Sun | Dec 3, 2023

Lessons from the pandemic

Published:Thursday | April 23, 2020 | 12:08 AM

THE EDITOR, Madam:

Though the COVID-19 pandemic has become the great divider – of friends, relatives and strangers – from physical, geographic and social standpoints, it also has proved to be a great unifier, because there is significantly more online communication taking place, at present, between friends, neighbours, and loved ones, than perhaps at any time in the 21st century.

Tragically, from a casualties standpoint -– in Asia, North America, South America, Europe, Australia, Africa and the Caribbean – COVID-19 makes the Columbine High mass shooting, Hurricane Katrina, the 9/11 World Trade Center terrorist attacks, the Afghanistan War, the Iraq War, and the Pulse Nightclub (in Florida), Stoneman Douglas High School, Las Vegas and El Paso mass shootings, all combined, look tame by comparison.

WE MUST UNITE

To date, COVID-19 has taken more than 170,300 lives globally, and has changed the world in numerous and dramatic ways since its emergence. However, during this challenging time of great crisis, great anxiety and great danger, we must unify, as a nation, to fight against this deadly but by no means insurmountable virus.

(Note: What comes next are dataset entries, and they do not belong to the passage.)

/*!

Post-diagnosis survival: `S(t) = c·e^(−k·t) / 100`, with `t` in years since diagnosis and the
fitted curve expressed in percent. The constants come either from configuration or from a
log-linear least-squares fit of a handful of cohort observations.

Both diagnosed branches (on ART and not on ART) share one curve.

*/

use crate::error::SimError;
use log::{debug, warn};
use serde::{Deserialize, Serialize};

/// Cohort survival used when no observations are configured: percent alive at 0, 2, 4 and 6
/// years after diagnosis.
pub const DEFAULT_OBSERVATIONS: [(f64, f64); 4] =
    [(0.0, 100.0), (2.0, 48.0), (4.0, 26.0), (6.0, 18.0)];

#[derive(Copy, Clone, Debug, PartialEq, Serialize, Deserialize)]
pub struct SurvivalCurve {
    c: f64,
    k: f64,
}

impl SurvivalCurve {
    /// Uses already-fitted constants.
    pub fn new(c: f64, k: f64) -> Result<Self, SimError> {
        if !c.is_finite() || c <= 0.0 {
            return Err(SimError::config(format!("survival constant c must be positive, got {c}")));
        }
        if !k.is_finite() {
            return Err(SimError::config(format!("survival constant k must be finite, got {k}")));
        }
        let curve = SurvivalCurve { c, k };
        curve.warn_on_anomalies();
        Ok(curve)
    }

    /// Fits `y = c·e^(−k·t)` to `(t, y)` pairs, `y` in percent, by regressing `ln y` on `t`.
    pub fn fit(observations: &[(f64, f64)]) -> Result<Self, SimError> {
        if observations.len() < 2 {
            return Err(SimError::config(format!(
                "survival fit needs at least two observations, got {}",
                observations.len()
            )));
        }
        if let Some((t, y)) = observations
            .iter()
            .find(|(t, y)| !t.is_finite() || !y.is_finite() || *y <= 0.0)
        {
            return Err(SimError::config(format!(
                "survival observation ({t}, {y}) must be finite with positive survival"
            )));
        }

        #[allow(clippy::cast_precision_loss)]
        let n = observations.len() as f64;
        let mean_t = observations.iter().map(|(t, _)| t).sum::<f64>() / n;
        let mean_log_y = observations.iter().map(|(_, y)| y.ln()).sum::<f64>() / n;

        let (covariance, variance) = observations
            .iter()
            .fold((0.0, 0.0), |(cov, var), (t, y)| {
                let dt = t - mean_t;
                (cov + dt * (y.ln() - mean_log_y), var + dt * dt)
            });
        if variance == 0.0 {
            return Err(SimError::config(
                "survival observations must span more than one time point",
            ));
        }

        let slope = covariance / variance;
        let intercept = mean_log_y - slope * mean_t;
        let curve = SurvivalCurve { c: intercept.exp(), k: -slope };
        debug!("fitted survival curve c = {:.4}, k = {:.4}", curve.c, curve.k);
        curve.warn_on_anomalies();
        Ok(curve)
    }

    fn warn_on_anomalies(&self) {
        if self.k <= 0.0 {
            warn!(
                "survival decay constant k = {} is not positive; survival will not decline",
                self.k
            );
        }
        if self.c > 100.0 {
            warn!(
                "survival constant c = {} exceeds 100%; early probabilities are clamped to 1",
                self.c
            );
        }
    }

    #[must_use]
    pub fn c(&self) -> f64 {
        self.c
    }

    #[must_use]
    pub fn k(&self) -> f64 {
        self.k
    }

    /// Probability of being alive `years` after diagnosis, clamped to `[0, 1]`. Only `t >= 0` is
    /// meaningful.
    #[must_use]
    #[inline]
    pub fn survival_probability(&self, years: f64) -> f64 {
        (self.c * (-self.k * years).exp() / 100.0).clamp(0.0, 1.0)
    }

    /// Probability that someone alive `years` after diagnosis dies within the next
    /// `interval` years. Everyone is alive at the moment of diagnosis, so the first interval
    /// also absorbs the curve's shortfall below 100% at `t = 0`.
    #[must_use]
    pub fn death_probability(&self, years: f64, interval: f64) -> f64 {
        let alive_now = if years <= 0.0 { 1.0 } else { self.survival_probability(years) };
        if alive_now <= 0.0 {
            return 1.0;
        }
        let alive_later = self.survival_probability(years + interval);
        (1.0 - alive_later / alive_now).clamp(0.0, 1.0)
    }
}

impl Default for SurvivalCurve {
    fn default() -> Self {
        // Closed-form fit of `DEFAULT_OBSERVATIONS`.
        SurvivalCurve { c: 91.82, k: 0.2879 }
    }
}
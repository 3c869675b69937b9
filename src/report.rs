/*!

Per-step population counts: the recorder that fills them in during a replicate, the cross-replicate
summary, and CSV output for external plotting.

*/

use crate::{
    context::{Context, DataPlugin},
    error::SimError,
    people::{ContextPeopleExt, DiseaseState},
    property::Property,
};
use serde::{Deserialize, Serialize};
use std::{io::Write, ops::Index};

/// Number of people in each disease state at one instant.
#[derive(Copy, Clone, Debug, Default, PartialEq, Eq, Hash, Serialize, Deserialize)]
pub struct StateCounts([usize; DiseaseState::COUNT]);

impl StateCounts {
    pub fn from_states(states: &[DiseaseState]) -> Self {
        let mut counts = StateCounts::default();
        for state in states {
            counts.0[state.index()] += 1;
        }
        counts
    }

    #[must_use]
    #[inline]
    pub fn get(&self, state: DiseaseState) -> usize {
        self.0[state.index()]
    }

    #[must_use]
    pub fn total(&self) -> usize {
        self.0.iter().sum()
    }

    /// Everyone who has left the susceptible state, dead or alive.
    #[must_use]
    pub fn ever_infected(&self) -> usize {
        self.total() - self.get(DiseaseState::Susceptible)
    }

    #[must_use]
    pub fn infected_alive(&self) -> usize {
        self.get(DiseaseState::InfectedUndiagnosed)
            + self.get(DiseaseState::DiagnosedNoArt)
            + self.get(DiseaseState::DiagnosedArt)
    }
}

impl Index<DiseaseState> for StateCounts {
    type Output = usize;

    fn index(&self, state: DiseaseState) -> &usize {
        &self.0[state.index()]
    }
}

/// The counts of one replicate: the seeded population plus one entry per completed step.
#[derive(Clone, Debug, PartialEq, Eq, Serialize, Deserialize)]
pub struct TimeSeriesRecord {
    pub replicate: usize,
    pub seed: u64,
    pub initial: StateCounts,
    pub steps: Vec<StateCounts>,
}

impl TimeSeriesRecord {
    /// Number of completed steps.
    #[must_use]
    pub fn len(&self) -> usize {
        self.steps.len()
    }

    #[must_use]
    pub fn is_empty(&self) -> bool {
        self.steps.is_empty()
    }

    /// Counts at `step`, where step 0 is the initial population and step `n` follows the n-th
    /// update.
    #[must_use]
    pub fn counts_at(&self, step: usize) -> Option<&StateCounts> {
        if step == 0 {
            Some(&self.initial)
        } else {
            self.steps.get(step - 1)
        }
    }

    /// Cumulative number ever infected after each step.
    #[must_use]
    pub fn ever_infected(&self) -> Vec<usize> {
        self.steps.iter().map(StateCounts::ever_infected).collect()
    }
}

#[derive(Default)]
struct Recorder {
    initial: StateCounts,
    steps: Vec<StateCounts>,
}

impl DataPlugin for Recorder {
    const new: &'static dyn Fn() -> Self = &Recorder::default;
}

/// Recording hooks for the epidemic engine.
pub trait ContextRecorderExt {
    /// Stores the counts of the seeded population and clears any previous steps.
    fn record_initial_counts(&mut self);
    /// Appends the current counts as the next step.
    fn record_step_counts(&mut self);
    fn recorded_steps(&self) -> usize;
    /// Moves the recorded counts out into a finished record.
    fn take_record(&mut self, replicate: usize, seed: u64) -> TimeSeriesRecord;
}

impl ContextRecorderExt for Context {
    fn record_initial_counts(&mut self) {
        let counts = self.count_by_state();
        let recorder = self.get_data_container_mut::<Recorder>();
        recorder.initial = counts;
        recorder.steps.clear();
    }

    fn record_step_counts(&mut self) {
        let counts = self.count_by_state();
        self.get_data_container_mut::<Recorder>().steps.push(counts);
    }

    fn recorded_steps(&self) -> usize {
        self.get_data_container::<Recorder>()
            .map_or(0, |recorder| recorder.steps.len())
    }

    fn take_record(&mut self, replicate: usize, seed: u64) -> TimeSeriesRecord {
        let recorder = self.get_data_container_mut::<Recorder>();
        TimeSeriesRecord {
            replicate,
            seed,
            initial: recorder.initial,
            steps: std::mem::take(&mut recorder.steps),
        }
    }
}

/// Per-state statistics across replicates at one step.
#[derive(Clone, Debug, PartialEq, Serialize, Deserialize)]
pub struct StepSummary {
    pub step: usize,
    pub mean: [f64; DiseaseState::COUNT],
    /// Sample variance; zero with a single replicate.
    pub variance: [f64; DiseaseState::COUNT],
    pub median: [f64; DiseaseState::COUNT],
    pub q1: [f64; DiseaseState::COUNT],
    pub q3: [f64; DiseaseState::COUNT],
}

#[derive(Clone, Debug, PartialEq, Serialize, Deserialize)]
pub struct ModeSummary {
    pub mode: String,
    pub replicates: usize,
    /// Step 0 (the seeded population) through the last step.
    pub steps: Vec<StepSummary>,
}

/// Linear-interpolation quantile of sorted data.
fn quantile(sorted: &[f64], q: f64) -> f64 {
    match sorted.len() {
        0 => 0.0,
        1 => sorted[0],
        n => {
            #[allow(clippy::cast_precision_loss)]
            let position = q * (n - 1) as f64;
            #[allow(clippy::cast_possible_truncation, clippy::cast_sign_loss)]
            let lower = position.floor() as usize;
            let upper = (lower + 1).min(n - 1);
            let fraction = position - position.floor();
            sorted[lower] + (sorted[upper] - sorted[lower]) * fraction
        }
    }
}

impl ModeSummary {
    #[allow(clippy::cast_precision_loss)]
    pub fn from_records(mode: &str, records: &[TimeSeriesRecord]) -> Self {
        let Some(step_count) = records.iter().map(TimeSeriesRecord::len).min() else {
            return ModeSummary {
                mode: mode.to_string(),
                replicates: 0,
                steps: Vec::new(),
            };
        };
        let n = records.len() as f64;

        let steps = (0..=step_count)
            .map(|step| {
                let mut summary = StepSummary {
                    step,
                    mean: [0.0; DiseaseState::COUNT],
                    variance: [0.0; DiseaseState::COUNT],
                    median: [0.0; DiseaseState::COUNT],
                    q1: [0.0; DiseaseState::COUNT],
                    q3: [0.0; DiseaseState::COUNT],
                };
                for state in DiseaseState::VALUES {
                    let i = state.index();
                    let mut values: Vec<f64> = records
                        .iter()
                        .filter_map(|record| record.counts_at(step))
                        .map(|counts| counts.get(*state) as f64)
                        .collect();
                    let mean = values.iter().sum::<f64>() / n;
                    summary.mean[i] = mean;
                    summary.variance[i] = if values.len() > 1 {
                        values.iter().map(|v| (v - mean).powi(2)).sum::<f64>() / (n - 1.0)
                    } else {
                        0.0
                    };
                    values.sort_by(f64::total_cmp);
                    summary.median[i] = quantile(&values, 0.5);
                    summary.q1[i] = quantile(&values, 0.25);
                    summary.q3[i] = quantile(&values, 0.75);
                }
                summary
            })
            .collect();

        ModeSummary {
            mode: mode.to_string(),
            replicates: records.len(),
            steps,
        }
    }
}

/// Writes one row per step with every replicate's counts side by side:
/// `step,mode,prep_coverage,susceptible_1,...,dead_1,susceptible_2,...`.
pub fn write_raw_csv<W: Write>(
    writer: W,
    mode: &str,
    prep_coverage: f64,
    records: &[TimeSeriesRecord],
) -> Result<(), SimError> {
    let mut csv_writer = csv::Writer::from_writer(writer);

    let mut header = vec!["step".to_string(), "mode".to_string(), "prep_coverage".to_string()];
    for replicate in 1..=records.len() {
        for state in DiseaseState::VALUES {
            header.push(format!("{}_{replicate}", state.label()));
        }
    }
    csv_writer.write_record(&header)?;

    let step_count = records.iter().map(TimeSeriesRecord::len).max().unwrap_or(0);
    for step in 0..=step_count {
        let mut row = vec![step.to_string(), mode.to_string(), prep_coverage.to_string()];
        for record in records {
            let counts = record.counts_at(step).copied().unwrap_or_default();
            for state in DiseaseState::VALUES {
                row.push(counts.get(*state).to_string());
            }
        }
        csv_writer.write_record(&row)?;
    }
    csv_writer.flush()?;
    Ok(())
}

/// Writes one row per (step, state): `step,state,mean,variance,median,q1,q3`.
pub fn write_summary_csv<W: Write>(writer: W, summary: &ModeSummary) -> Result<(), SimError> {
    let mut csv_writer = csv::Writer::from_writer(writer);
    csv_writer.write_record(["step", "state", "mean", "variance", "median", "q1", "q3"])?;
    for step in &summary.steps {
        for state in DiseaseState::VALUES {
            let i = state.index();
            csv_writer.write_record(&[
                step.step.to_string(),
                state.label().to_string(),
                step.mean[i].to_string(),
                step.variance[i].to_string(),
                step.median[i].to_string(),
                step.q1[i].to_string(),
                step.q3[i].to_string(),
            ])?;
        }
    }
    csv_writer.flush()?;
    Ok(())
}

#[cfg(test)]
mod tests {
    use super::*;
    use DiseaseState::*;

    fn counts(s: usize, u: usize, dead: usize) -> StateCounts {
        let mut states = vec![Susceptible; s];
        states.extend(vec![InfectedUndiagnosed; u]);
        states.extend(vec![Dead; dead]);
        StateCounts::from_states(&states)
    }

    fn record(replicate: usize, steps: Vec<StateCounts>) -> TimeSeriesRecord {
        TimeSeriesRecord { replicate, seed: replicate as u64, initial: counts(9, 1, 0), steps }
    }

    #[test]
    fn state_counts_basics() {
        let c = counts(6, 3, 1);
        assert_eq!(c.total(), 10);
        assert_eq!(c[Susceptible], 6);
        assert_eq!(c.ever_infected(), 4);
        assert_eq!(c.infected_alive(), 3);
    }

    #[test]
    fn record_indexing() {
        let r = record(0, vec![counts(8, 2, 0), counts(7, 3, 0)]);
        assert_eq!(r.len(), 2);
        assert_eq!(r.counts_at(0), Some(&counts(9, 1, 0)));
        assert_eq!(r.counts_at(2), Some(&counts(7, 3, 0)));
        assert_eq!(r.counts_at(3), None);
        assert_eq!(r.ever_infected(), vec![2, 3]);
    }

    #[test]
    fn recorder_collects_steps() {
        let mut context = Context::new();
        context.init_population(4);
        context.record_initial_counts();
        context.record_step_counts();
        context.record_step_counts();
        assert_eq!(context.recorded_steps(), 2);

        let taken = context.take_record(3, 45);
        assert_eq!(taken.replicate, 3);
        assert_eq!(taken.seed, 45);
        assert_eq!(taken.len(), 2);
        assert_eq!(taken.initial.get(Susceptible), 4);
        assert_eq!(context.recorded_steps(), 0);
    }

    #[test]
    fn quantiles_interpolate() {
        let values = [1.0, 2.0, 3.0, 4.0];
        assert_eq!(quantile(&values, 0.5), 2.5);
        assert_eq!(quantile(&values, 0.25), 1.75);
        assert_eq!(quantile(&values, 0.75), 3.25);
        assert_eq!(quantile(&[5.0], 0.25), 5.0);
        assert_eq!(quantile(&[], 0.5), 0.0);
    }

    #[test]
    fn summary_statistics() {
        let records = vec![
            record(0, vec![counts(8, 2, 0)]),
            record(1, vec![counts(6, 4, 0)]),
        ];
        let summary = ModeSummary::from_records("baseline", &records);
        assert_eq!(summary.replicates, 2);
        assert_eq!(summary.steps.len(), 2);

        let step1 = &summary.steps[1];
        let s = Susceptible.index();
        assert_eq!(step1.mean[s], 7.0);
        assert_eq!(step1.variance[s], 2.0);
        assert_eq!(step1.median[s], 7.0);
        assert_eq!(summary.steps[0].variance[s], 0.0);
    }

    #[test]
    fn empty_summary() {
        let summary = ModeSummary::from_records("baseline", &[]);
        assert!(summary.steps.is_empty());
    }

    #[test]
    fn raw_csv_layout() {
        let records = vec![
            record(0, vec![counts(8, 2, 0), counts(7, 2, 1)]),
            record(1, vec![counts(9, 1, 0), counts(9, 1, 0)]),
        ];
        let mut buffer = Vec::new();
        write_raw_csv(&mut buffer, "targeted_m_homo", 0.5, &records).unwrap();
        let text = String::from_utf8(buffer).unwrap();
        let lines: Vec<&str> = text.lines().collect();

        assert_eq!(lines.len(), 4);
        assert!(lines[0].starts_with("step,mode,prep_coverage,susceptible_1,infected_"));
        assert!(lines[0].ends_with("dead_2"));
        assert_eq!(lines[0].split(',').count(), 3 + 2 * DiseaseState::COUNT);
        assert_eq!(lines[1], "0,targeted_m_homo,0.5,9,1,0,0,0,9,1,0,0,0");
        assert_eq!(lines[3], "2,targeted_m_homo,0.5,7,2,0,0,1,9,1,0,0,0");
    }

    #[test]
    fn summary_csv_layout() {
        let summary = ModeSummary::from_records("baseline", &[record(0, vec![counts(8, 2, 0)])]);
        let mut buffer = Vec::new();
        write_summary_csv(&mut buffer, &summary).unwrap();
        let text = String::from_utf8(buffer).unwrap();
        let lines: Vec<&str> = text.lines().collect();
        assert_eq!(lines[0], "step,state,mean,variance,median,q1,q3");
        assert_eq!(lines.len(), 1 + 2 * DiseaseState::COUNT);
        assert_eq!(lines[1], "0,susceptible,9,0,9,9,9");
    }
}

Lastly, I would like to commend the supermarkets in Kingston that have taken effective and proactive steps to prevent the spread of the coronavirus, namely, spraying alcohol-based sanitisers on the hands of patrons as they enter the store, taking the temperature of each and every patron at the supermarket entrance, and frequently wiping down, with cleaning agents, supermarket shelves and the counters at the checkout stands. One supermarket, in particular, stands out to me, in those regards, as well as ensuring that all their employees wear masks. That supermarket is Hi-Lo at the Manor Park Plaza.

When COVID-19 runs its course and a vaccine and/or a cure for it is finally created, as a nation, we should strive to continue the unity, cleanliness, self-control and discipline that have emerged as a result of the contagious, community-impacting and corrosive coronavirus.